───── DATA

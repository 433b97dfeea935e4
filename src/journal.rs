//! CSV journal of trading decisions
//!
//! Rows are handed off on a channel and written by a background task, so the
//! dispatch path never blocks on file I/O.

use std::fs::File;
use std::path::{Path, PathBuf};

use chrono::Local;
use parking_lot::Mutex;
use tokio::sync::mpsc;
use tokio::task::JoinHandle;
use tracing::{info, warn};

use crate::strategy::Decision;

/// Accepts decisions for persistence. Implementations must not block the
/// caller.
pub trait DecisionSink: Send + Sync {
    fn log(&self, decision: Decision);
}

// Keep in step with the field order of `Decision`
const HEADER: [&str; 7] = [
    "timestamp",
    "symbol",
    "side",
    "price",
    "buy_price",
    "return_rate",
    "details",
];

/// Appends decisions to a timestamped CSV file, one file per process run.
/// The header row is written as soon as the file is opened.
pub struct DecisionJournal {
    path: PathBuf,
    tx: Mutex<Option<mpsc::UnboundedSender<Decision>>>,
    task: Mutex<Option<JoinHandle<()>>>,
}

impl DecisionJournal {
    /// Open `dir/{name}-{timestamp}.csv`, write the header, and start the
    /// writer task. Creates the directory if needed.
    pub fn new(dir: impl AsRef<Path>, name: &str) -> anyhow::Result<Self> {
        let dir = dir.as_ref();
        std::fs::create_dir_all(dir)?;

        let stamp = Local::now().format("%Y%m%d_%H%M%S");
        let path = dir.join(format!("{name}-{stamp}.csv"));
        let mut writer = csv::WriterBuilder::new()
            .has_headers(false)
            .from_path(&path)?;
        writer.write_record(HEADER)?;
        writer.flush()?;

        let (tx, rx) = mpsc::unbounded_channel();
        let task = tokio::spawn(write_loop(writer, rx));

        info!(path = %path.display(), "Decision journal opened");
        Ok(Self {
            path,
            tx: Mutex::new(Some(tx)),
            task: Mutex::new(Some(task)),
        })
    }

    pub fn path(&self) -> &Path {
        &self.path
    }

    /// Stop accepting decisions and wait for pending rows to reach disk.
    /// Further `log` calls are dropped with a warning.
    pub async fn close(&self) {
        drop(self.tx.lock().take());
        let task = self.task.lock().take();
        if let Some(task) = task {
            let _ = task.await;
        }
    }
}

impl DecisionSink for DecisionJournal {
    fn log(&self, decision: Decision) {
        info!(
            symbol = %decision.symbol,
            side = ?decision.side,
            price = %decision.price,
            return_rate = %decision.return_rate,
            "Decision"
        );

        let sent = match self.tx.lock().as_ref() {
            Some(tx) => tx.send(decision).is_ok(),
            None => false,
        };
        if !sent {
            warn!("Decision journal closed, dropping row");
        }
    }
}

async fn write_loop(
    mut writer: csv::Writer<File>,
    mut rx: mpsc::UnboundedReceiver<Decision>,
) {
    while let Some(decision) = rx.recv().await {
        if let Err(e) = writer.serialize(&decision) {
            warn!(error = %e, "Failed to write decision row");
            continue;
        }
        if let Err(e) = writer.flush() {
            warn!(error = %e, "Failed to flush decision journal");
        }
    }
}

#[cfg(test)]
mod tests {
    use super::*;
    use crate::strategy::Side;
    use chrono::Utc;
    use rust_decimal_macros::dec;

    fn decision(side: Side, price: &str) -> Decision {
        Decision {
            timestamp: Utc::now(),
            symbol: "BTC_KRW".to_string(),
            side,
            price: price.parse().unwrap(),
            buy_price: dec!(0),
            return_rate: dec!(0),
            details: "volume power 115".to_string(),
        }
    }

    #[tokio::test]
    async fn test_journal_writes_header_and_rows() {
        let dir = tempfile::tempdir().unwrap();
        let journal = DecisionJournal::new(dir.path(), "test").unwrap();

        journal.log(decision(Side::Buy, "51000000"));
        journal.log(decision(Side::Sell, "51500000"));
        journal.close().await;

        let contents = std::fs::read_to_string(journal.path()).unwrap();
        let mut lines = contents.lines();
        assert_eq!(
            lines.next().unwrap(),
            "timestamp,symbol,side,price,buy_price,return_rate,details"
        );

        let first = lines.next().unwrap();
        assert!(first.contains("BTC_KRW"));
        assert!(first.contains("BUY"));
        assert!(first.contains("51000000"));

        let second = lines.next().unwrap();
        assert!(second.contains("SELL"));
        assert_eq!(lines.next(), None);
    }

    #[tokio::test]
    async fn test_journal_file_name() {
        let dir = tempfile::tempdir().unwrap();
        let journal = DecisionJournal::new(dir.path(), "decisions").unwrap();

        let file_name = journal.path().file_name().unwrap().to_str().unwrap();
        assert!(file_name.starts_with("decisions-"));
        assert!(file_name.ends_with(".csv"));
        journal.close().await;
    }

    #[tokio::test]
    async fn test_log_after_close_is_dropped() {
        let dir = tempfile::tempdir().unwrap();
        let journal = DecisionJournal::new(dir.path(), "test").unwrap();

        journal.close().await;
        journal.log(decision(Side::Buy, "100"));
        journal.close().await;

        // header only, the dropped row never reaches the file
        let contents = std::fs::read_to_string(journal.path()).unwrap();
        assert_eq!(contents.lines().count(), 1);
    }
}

──────────

## PROBLEM REQUIREMENTS
Check the data for the word "None" and pull out the lines that have it.

## RESULT
            None => false,
        assert_eq!(lines.next(), None);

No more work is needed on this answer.